Return only that part of the material below which starts with the line containing "let root = root.to_path_buf();" and goes on through the line containing "let mut input", restated exactly.

→ **THE DATA**:
- - - - - - -
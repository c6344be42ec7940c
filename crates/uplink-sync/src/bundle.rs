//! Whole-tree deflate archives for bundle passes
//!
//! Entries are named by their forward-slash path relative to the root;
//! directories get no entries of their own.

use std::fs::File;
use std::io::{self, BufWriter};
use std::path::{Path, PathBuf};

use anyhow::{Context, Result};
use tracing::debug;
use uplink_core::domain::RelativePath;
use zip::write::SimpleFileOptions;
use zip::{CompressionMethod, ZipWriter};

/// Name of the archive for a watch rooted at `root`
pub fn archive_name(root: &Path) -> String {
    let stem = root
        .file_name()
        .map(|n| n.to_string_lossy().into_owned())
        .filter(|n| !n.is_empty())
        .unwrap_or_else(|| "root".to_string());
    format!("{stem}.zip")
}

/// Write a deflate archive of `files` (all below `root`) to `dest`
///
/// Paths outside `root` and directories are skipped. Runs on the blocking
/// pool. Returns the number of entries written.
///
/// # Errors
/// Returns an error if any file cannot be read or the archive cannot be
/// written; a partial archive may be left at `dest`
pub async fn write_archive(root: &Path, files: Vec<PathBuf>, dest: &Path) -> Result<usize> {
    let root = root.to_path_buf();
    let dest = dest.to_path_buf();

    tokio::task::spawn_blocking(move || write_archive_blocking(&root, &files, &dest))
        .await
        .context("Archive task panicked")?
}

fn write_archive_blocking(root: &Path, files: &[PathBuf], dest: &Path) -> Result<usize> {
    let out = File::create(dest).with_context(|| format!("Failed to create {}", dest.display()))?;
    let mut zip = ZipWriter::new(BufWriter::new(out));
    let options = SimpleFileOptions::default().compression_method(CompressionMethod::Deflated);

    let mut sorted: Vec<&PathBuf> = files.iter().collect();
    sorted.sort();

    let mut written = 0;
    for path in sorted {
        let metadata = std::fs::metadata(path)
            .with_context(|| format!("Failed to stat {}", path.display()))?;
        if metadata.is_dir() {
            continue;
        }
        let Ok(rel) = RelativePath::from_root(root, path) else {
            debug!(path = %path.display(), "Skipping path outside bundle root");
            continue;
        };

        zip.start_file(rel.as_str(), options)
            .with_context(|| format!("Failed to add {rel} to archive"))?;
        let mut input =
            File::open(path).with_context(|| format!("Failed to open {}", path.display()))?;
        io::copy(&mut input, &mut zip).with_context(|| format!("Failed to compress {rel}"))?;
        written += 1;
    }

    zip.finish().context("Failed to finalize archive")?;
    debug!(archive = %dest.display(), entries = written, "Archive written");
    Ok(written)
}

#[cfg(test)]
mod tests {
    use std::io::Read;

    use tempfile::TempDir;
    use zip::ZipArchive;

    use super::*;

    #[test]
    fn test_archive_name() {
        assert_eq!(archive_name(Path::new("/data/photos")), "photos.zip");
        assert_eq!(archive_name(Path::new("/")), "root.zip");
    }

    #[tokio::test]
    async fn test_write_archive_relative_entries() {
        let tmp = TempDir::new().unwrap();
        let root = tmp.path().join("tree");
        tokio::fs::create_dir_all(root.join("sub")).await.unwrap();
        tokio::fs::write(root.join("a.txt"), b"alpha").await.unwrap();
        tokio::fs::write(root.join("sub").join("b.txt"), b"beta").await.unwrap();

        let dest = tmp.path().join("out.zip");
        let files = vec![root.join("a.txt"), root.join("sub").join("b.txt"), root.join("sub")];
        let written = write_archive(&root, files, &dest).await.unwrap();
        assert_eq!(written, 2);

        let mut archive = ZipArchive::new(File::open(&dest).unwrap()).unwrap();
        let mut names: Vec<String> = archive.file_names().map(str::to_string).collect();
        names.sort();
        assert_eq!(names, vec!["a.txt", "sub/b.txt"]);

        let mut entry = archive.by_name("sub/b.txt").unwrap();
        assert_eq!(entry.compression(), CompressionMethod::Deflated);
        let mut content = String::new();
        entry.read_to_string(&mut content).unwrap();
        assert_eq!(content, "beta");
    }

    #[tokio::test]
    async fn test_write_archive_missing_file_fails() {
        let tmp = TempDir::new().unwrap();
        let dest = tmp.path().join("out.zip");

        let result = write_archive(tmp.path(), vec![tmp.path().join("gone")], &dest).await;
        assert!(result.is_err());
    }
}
- - - - - - -
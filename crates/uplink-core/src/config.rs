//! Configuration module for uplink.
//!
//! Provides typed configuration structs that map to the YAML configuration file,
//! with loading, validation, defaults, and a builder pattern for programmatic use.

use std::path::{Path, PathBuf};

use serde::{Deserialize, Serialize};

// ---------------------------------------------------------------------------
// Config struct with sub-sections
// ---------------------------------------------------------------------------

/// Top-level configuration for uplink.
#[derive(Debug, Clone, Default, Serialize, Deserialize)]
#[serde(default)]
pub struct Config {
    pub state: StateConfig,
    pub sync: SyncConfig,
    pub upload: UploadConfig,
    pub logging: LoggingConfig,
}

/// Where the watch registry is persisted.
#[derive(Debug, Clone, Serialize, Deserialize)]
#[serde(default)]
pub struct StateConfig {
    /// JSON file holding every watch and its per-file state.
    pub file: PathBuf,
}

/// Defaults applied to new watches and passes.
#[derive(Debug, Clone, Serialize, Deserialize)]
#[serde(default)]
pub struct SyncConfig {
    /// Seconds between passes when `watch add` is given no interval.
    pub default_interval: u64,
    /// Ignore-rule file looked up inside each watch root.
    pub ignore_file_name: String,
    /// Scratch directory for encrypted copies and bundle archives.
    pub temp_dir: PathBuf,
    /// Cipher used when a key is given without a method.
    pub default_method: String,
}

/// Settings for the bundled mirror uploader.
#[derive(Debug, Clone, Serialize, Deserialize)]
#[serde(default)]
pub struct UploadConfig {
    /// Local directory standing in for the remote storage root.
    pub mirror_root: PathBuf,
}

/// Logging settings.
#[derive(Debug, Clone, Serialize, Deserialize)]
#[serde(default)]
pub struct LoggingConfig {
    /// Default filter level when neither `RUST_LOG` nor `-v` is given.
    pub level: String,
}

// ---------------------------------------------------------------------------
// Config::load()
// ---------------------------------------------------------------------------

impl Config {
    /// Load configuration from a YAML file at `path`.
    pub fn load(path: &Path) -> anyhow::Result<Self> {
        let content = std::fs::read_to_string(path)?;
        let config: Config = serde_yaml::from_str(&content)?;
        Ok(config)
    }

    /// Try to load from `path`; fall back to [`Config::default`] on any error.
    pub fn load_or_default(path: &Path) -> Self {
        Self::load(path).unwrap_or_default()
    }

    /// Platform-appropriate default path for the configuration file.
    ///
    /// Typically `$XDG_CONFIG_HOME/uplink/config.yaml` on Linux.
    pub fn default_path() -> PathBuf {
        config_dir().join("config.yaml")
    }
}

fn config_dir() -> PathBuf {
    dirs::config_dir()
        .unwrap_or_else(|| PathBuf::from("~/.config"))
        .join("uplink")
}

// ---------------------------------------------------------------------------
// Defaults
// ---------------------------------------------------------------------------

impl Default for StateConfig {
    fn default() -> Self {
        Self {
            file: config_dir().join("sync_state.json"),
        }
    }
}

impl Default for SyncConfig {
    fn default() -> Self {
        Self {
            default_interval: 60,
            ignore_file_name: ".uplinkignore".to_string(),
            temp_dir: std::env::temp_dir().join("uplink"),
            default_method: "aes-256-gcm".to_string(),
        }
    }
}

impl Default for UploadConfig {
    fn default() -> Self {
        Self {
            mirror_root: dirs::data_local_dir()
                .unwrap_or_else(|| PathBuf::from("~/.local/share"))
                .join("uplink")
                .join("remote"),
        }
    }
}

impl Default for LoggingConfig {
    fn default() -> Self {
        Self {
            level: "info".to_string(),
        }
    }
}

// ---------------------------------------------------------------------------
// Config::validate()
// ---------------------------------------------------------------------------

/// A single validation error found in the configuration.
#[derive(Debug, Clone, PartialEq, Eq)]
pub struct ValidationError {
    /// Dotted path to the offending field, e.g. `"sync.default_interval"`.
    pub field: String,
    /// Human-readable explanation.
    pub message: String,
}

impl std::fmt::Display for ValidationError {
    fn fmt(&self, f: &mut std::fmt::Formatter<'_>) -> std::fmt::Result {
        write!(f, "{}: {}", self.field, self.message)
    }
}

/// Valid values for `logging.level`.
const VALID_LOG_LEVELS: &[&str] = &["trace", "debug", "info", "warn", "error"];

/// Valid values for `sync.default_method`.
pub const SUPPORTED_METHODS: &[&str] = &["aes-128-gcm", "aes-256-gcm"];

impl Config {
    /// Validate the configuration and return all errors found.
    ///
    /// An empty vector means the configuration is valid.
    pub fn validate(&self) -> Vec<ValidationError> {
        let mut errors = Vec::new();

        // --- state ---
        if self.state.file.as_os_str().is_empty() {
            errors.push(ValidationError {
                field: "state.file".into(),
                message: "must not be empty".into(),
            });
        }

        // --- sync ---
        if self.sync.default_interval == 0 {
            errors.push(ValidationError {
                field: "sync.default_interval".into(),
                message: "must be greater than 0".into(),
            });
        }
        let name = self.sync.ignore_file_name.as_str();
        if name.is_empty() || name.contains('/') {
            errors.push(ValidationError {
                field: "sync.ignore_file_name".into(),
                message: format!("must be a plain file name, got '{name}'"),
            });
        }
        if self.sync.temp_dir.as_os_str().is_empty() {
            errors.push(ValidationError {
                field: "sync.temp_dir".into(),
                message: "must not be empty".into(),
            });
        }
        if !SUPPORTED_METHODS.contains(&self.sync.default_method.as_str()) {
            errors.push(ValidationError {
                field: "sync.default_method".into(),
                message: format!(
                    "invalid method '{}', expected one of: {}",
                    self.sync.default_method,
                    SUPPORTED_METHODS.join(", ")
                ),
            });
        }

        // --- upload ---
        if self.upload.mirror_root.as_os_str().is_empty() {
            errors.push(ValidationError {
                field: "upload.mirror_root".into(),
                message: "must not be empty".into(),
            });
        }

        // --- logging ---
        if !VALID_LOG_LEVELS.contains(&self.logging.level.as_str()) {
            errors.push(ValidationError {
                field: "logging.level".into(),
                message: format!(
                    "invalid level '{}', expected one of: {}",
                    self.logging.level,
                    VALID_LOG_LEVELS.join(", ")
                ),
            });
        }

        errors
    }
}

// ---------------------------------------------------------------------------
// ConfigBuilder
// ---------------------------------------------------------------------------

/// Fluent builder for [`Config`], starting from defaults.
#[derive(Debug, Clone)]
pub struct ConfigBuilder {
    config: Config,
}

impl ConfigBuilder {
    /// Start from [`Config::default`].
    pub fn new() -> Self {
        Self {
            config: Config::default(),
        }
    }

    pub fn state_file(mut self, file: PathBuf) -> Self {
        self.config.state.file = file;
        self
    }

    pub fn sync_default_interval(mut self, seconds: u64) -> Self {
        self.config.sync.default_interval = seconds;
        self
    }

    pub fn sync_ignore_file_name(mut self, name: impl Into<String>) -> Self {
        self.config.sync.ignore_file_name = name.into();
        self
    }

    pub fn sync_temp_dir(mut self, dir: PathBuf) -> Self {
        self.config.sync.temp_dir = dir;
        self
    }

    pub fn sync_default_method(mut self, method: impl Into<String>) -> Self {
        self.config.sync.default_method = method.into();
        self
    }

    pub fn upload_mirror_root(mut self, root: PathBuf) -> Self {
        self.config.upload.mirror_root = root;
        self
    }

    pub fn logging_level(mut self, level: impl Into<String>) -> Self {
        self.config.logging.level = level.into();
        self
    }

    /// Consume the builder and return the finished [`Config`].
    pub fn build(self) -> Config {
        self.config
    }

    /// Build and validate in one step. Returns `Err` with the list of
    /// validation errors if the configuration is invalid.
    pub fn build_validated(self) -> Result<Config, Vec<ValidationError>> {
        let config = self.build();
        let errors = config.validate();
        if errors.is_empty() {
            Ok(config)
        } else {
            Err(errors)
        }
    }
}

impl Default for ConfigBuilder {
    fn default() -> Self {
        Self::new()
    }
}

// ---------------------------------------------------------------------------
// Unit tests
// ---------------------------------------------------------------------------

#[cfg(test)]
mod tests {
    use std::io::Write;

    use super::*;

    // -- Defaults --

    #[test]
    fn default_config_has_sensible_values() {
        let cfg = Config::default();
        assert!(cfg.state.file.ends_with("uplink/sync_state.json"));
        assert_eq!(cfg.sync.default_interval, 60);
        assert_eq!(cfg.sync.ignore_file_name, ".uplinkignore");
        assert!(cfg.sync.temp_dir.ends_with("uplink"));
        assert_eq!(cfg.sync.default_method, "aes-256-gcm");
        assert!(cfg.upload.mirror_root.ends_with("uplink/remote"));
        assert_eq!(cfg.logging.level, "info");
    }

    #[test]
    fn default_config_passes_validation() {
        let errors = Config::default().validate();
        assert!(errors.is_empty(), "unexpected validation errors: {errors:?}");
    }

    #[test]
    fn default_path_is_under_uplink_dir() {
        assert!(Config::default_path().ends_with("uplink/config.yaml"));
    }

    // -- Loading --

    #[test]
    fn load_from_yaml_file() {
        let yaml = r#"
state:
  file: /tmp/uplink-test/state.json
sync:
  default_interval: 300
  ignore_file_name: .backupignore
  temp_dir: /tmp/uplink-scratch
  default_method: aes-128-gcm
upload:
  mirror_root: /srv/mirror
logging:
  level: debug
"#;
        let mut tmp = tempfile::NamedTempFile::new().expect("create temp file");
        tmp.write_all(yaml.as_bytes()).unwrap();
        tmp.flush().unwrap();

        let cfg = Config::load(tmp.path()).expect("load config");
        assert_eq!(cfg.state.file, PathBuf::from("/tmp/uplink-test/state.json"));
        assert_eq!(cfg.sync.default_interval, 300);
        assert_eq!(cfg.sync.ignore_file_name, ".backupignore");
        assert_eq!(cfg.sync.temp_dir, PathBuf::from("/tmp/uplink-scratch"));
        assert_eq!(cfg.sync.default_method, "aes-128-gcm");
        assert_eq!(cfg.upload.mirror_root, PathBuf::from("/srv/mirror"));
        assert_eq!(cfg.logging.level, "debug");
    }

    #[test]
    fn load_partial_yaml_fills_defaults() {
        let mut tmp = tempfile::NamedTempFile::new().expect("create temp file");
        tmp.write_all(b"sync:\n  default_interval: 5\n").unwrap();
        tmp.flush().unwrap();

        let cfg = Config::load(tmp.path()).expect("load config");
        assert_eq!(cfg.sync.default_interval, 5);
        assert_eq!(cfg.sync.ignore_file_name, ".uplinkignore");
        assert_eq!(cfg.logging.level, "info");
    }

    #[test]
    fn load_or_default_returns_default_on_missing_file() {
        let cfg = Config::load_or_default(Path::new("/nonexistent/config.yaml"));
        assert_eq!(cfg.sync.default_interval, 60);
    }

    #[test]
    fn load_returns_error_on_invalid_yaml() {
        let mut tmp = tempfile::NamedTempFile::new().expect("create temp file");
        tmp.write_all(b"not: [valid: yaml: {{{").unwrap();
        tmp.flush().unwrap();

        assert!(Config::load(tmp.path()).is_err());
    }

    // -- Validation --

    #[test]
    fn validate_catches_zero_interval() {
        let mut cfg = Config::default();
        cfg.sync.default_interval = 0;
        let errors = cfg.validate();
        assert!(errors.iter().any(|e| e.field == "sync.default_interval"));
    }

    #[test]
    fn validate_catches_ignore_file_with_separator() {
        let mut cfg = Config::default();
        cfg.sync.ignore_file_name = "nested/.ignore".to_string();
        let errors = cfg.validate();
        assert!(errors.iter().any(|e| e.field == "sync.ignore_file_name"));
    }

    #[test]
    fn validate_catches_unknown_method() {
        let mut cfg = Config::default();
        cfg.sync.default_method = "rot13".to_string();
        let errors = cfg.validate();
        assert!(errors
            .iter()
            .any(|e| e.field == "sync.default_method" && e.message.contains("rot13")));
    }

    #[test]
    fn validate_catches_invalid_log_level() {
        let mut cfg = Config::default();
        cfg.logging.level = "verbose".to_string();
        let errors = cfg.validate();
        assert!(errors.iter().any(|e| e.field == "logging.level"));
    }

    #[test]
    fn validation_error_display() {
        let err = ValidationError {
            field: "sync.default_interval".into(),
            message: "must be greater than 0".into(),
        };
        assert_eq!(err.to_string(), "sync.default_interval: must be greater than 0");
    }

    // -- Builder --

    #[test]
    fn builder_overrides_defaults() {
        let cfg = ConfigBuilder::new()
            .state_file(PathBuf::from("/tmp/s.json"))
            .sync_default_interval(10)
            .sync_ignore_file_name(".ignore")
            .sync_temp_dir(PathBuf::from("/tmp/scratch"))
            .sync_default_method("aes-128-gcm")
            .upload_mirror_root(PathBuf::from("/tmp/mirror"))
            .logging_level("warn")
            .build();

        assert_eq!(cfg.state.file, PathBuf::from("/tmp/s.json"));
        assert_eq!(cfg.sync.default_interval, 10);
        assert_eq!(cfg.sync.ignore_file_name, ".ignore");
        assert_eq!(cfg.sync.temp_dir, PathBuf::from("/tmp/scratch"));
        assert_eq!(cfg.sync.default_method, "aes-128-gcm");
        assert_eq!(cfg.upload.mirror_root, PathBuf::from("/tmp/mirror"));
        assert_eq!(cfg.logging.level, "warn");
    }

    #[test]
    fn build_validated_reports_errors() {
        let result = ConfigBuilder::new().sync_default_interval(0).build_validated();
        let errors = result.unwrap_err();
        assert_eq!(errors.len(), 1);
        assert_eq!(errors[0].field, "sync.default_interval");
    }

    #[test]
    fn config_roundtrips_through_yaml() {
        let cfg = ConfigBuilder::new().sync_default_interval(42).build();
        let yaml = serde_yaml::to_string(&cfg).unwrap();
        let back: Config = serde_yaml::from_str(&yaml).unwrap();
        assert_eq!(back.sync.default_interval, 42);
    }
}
- - - - - - -
→ **OUTPUT OF THE EXERCISE**:
    let root = root.to_path_buf();
    let dest = dest.to_path_buf();

    tokio::task::spawn_blocking(move || write_archive_blocking(&root, &files, &dest))
        .await
        .context("Archive task panicked")?
}

fn write_archive_blocking(root: &Path, files: &[PathBuf], dest: &Path) -> Result<usize> {
    let out = File::create(dest).with_context(|| format!("Failed to create {}", dest.display()))?;
    let mut zip = ZipWriter::new(BufWriter::new(out));
    let options = SimpleFileOptions::default().compression_method(CompressionMethod::Deflated);

    let mut sorted: Vec<&PathBuf> = files.iter().collect();
    sorted.sort();

    let mut written = 0;
    for path in sorted {
        let metadata = std::fs::metadata(path)
            .with_context(|| format!("Failed to stat {}", path.display()))?;
        if metadata.is_dir() {
            continue;
        }
        let Ok(rel) = RelativePath::from_root(root, path) else {
            debug!(path = %path.display(), "Skipping path outside bundle root");
            continue;
        };

        zip.start_file(rel.as_str(), options)
            .with_context(|| format!("Failed to add {rel} to archive"))?;
        let mut input =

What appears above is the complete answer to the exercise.